● **Task requirements**
From the entries that follow, copy each line containing the word "super".

---*---

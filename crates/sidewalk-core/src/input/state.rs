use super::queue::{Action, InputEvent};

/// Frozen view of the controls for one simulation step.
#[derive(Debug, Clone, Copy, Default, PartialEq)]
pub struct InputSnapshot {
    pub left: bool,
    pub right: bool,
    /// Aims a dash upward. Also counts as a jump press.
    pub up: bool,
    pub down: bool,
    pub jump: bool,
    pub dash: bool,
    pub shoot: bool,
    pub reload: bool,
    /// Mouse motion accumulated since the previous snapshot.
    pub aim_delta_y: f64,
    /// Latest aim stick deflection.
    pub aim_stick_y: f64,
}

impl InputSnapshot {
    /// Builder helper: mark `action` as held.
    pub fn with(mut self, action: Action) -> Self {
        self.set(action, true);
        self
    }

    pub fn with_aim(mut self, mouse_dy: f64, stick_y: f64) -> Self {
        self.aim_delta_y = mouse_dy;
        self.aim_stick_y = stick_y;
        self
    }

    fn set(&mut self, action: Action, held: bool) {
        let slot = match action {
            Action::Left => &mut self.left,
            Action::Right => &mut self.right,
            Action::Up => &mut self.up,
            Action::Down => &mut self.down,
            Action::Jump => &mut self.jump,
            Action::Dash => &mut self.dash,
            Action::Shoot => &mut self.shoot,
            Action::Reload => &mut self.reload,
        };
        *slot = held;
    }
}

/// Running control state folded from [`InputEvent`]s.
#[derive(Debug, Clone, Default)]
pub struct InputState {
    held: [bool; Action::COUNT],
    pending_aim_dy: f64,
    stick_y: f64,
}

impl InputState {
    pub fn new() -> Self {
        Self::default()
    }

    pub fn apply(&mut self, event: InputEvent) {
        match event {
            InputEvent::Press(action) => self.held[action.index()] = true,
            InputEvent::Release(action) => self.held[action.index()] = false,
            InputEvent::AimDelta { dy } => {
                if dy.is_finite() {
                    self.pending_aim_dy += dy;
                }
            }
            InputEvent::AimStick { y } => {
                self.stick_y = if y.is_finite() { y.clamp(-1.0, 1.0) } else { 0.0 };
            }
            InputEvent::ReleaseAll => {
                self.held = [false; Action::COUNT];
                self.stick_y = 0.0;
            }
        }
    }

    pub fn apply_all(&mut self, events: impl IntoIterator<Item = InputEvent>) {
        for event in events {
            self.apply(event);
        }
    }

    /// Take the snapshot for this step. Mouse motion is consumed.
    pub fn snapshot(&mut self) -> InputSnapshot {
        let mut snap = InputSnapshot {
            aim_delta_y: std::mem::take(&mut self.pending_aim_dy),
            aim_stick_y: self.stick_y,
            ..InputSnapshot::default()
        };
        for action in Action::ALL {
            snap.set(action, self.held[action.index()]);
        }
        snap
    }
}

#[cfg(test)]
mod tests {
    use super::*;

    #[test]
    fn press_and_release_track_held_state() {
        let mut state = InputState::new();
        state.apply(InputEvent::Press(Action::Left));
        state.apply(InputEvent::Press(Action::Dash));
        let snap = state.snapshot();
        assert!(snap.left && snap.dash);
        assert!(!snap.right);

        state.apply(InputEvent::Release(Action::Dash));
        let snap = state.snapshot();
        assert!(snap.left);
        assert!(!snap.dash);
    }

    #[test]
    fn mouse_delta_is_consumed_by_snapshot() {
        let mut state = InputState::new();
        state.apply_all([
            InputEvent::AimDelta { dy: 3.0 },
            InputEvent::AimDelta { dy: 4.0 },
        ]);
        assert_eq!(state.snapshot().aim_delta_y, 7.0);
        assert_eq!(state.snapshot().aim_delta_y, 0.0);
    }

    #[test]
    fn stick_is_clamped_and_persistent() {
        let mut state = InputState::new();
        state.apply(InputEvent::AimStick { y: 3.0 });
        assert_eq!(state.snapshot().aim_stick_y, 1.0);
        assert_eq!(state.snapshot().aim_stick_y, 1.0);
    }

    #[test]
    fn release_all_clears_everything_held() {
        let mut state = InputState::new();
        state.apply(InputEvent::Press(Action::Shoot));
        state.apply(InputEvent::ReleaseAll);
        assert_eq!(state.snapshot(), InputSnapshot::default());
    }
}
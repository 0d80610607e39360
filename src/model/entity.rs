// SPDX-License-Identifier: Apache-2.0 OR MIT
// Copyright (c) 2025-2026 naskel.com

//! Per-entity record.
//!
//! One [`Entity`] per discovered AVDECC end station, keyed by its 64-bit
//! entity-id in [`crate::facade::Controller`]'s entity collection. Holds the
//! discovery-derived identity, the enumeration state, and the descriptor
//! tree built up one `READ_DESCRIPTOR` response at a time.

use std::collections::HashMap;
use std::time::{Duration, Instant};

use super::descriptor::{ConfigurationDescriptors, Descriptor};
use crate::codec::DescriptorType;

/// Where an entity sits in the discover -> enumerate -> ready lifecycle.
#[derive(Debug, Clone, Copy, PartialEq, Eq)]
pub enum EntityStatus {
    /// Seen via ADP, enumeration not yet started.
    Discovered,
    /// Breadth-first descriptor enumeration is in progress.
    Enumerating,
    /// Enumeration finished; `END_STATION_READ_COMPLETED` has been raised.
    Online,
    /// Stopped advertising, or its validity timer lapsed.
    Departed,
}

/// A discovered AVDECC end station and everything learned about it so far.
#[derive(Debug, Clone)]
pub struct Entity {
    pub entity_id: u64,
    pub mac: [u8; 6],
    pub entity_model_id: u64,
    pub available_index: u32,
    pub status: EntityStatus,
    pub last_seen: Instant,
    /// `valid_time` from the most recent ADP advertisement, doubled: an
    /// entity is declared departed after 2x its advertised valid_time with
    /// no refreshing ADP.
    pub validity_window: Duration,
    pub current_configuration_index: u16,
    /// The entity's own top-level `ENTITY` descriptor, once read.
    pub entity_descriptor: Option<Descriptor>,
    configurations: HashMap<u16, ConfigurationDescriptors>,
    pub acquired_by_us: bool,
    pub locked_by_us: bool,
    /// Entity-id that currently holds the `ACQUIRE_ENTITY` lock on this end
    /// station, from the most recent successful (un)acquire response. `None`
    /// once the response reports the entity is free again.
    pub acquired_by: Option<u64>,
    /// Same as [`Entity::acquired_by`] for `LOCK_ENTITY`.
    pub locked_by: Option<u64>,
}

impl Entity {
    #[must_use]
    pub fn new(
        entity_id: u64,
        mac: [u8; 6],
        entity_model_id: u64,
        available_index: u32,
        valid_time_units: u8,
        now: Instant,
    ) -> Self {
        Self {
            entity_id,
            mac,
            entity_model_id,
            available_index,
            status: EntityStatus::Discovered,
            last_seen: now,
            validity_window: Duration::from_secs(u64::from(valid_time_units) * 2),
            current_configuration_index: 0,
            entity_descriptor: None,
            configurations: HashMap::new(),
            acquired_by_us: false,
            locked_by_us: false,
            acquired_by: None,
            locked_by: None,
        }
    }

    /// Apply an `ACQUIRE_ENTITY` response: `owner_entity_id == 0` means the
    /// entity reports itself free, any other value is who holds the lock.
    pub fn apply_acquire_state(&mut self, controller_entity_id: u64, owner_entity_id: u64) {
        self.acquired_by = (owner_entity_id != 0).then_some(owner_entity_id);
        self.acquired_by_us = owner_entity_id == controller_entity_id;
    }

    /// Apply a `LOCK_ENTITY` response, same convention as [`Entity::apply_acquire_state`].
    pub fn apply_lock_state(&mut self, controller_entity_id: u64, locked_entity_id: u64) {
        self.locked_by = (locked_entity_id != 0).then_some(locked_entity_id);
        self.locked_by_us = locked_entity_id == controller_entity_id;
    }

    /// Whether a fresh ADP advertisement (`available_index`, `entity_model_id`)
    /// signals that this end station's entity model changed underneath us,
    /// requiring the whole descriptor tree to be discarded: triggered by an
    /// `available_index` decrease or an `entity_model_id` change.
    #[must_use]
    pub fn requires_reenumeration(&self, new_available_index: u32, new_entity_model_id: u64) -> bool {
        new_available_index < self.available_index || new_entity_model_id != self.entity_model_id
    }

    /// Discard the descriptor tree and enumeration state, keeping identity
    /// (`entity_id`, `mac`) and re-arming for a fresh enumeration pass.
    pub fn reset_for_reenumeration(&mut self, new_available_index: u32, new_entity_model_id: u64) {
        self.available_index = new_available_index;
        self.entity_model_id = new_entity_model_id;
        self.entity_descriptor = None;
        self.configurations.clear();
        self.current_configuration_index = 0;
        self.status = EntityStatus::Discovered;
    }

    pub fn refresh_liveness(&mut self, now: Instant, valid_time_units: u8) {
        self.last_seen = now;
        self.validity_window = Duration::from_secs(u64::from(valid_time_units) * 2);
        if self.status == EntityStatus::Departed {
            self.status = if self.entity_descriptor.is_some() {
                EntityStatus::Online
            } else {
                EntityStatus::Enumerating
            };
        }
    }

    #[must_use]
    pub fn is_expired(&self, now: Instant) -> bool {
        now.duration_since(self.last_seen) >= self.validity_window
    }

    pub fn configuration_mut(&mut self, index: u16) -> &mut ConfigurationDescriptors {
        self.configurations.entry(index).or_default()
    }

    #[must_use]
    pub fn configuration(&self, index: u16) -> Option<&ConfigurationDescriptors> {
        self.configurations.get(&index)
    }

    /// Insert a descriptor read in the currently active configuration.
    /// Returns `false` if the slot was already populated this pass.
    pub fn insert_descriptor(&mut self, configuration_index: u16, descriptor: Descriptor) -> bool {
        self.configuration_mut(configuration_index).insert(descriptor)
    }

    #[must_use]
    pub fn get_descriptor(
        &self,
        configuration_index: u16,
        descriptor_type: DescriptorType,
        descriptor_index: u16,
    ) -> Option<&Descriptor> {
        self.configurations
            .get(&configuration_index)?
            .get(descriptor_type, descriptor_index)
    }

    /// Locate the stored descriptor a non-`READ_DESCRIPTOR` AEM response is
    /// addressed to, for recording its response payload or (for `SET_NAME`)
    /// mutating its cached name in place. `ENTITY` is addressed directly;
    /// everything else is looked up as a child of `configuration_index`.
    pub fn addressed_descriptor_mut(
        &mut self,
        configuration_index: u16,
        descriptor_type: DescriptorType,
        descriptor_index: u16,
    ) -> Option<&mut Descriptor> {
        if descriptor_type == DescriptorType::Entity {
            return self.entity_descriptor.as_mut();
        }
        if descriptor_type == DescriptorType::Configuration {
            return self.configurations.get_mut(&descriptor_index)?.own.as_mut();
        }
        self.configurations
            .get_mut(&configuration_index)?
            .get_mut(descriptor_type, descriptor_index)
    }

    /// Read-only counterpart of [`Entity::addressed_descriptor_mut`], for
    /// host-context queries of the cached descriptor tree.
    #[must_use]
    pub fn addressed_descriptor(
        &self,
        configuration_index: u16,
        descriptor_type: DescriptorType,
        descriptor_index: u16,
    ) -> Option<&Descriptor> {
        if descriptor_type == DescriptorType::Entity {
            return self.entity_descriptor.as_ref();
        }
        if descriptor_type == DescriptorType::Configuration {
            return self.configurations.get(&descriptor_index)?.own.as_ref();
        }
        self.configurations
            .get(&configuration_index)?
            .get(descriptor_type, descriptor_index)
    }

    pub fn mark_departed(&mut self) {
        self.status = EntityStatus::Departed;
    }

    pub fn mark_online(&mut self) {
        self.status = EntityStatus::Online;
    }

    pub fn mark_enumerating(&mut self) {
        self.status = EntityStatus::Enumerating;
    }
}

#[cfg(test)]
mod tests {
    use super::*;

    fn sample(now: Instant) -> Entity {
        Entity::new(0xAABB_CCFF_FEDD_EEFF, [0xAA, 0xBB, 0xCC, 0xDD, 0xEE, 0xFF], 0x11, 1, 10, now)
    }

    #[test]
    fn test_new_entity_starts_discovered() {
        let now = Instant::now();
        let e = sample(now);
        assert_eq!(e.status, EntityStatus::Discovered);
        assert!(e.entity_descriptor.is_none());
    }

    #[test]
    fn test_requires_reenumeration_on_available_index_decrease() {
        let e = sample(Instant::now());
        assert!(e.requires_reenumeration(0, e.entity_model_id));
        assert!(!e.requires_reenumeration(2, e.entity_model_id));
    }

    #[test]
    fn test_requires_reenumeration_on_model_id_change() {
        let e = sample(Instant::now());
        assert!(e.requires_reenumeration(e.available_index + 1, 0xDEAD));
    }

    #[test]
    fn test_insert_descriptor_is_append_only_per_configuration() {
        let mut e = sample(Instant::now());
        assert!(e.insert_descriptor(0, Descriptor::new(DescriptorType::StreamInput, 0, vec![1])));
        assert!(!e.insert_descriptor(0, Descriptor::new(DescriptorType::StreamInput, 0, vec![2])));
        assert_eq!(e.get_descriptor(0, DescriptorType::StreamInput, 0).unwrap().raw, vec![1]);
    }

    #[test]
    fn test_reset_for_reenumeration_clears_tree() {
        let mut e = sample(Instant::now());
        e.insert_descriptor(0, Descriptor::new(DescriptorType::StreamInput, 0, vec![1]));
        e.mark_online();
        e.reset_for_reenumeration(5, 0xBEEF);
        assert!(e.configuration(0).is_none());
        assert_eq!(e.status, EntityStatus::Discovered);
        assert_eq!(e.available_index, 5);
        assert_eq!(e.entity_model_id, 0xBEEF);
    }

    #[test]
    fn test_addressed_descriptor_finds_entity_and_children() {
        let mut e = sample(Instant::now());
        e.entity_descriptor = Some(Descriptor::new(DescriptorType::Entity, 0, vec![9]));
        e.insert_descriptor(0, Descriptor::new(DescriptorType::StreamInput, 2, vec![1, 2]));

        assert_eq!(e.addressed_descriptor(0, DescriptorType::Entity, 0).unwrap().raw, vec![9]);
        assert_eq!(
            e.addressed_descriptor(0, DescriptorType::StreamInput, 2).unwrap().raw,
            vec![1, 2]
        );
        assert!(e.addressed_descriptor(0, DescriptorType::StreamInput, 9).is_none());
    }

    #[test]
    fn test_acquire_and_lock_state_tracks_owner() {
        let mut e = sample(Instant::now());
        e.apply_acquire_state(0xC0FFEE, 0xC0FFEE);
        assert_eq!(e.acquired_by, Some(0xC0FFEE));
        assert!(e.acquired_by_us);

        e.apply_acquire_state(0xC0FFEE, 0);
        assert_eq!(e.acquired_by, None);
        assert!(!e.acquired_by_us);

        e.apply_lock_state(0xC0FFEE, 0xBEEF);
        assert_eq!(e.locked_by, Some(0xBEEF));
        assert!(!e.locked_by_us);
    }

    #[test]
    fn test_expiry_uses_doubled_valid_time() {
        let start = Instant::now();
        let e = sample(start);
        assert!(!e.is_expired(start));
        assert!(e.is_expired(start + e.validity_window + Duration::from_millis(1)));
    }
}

---*---

● **Result below**
use super::queue::{Action, InputEvent};
    use super::*;
use super::descriptor::{ConfigurationDescriptors, Descriptor};
    use super::*;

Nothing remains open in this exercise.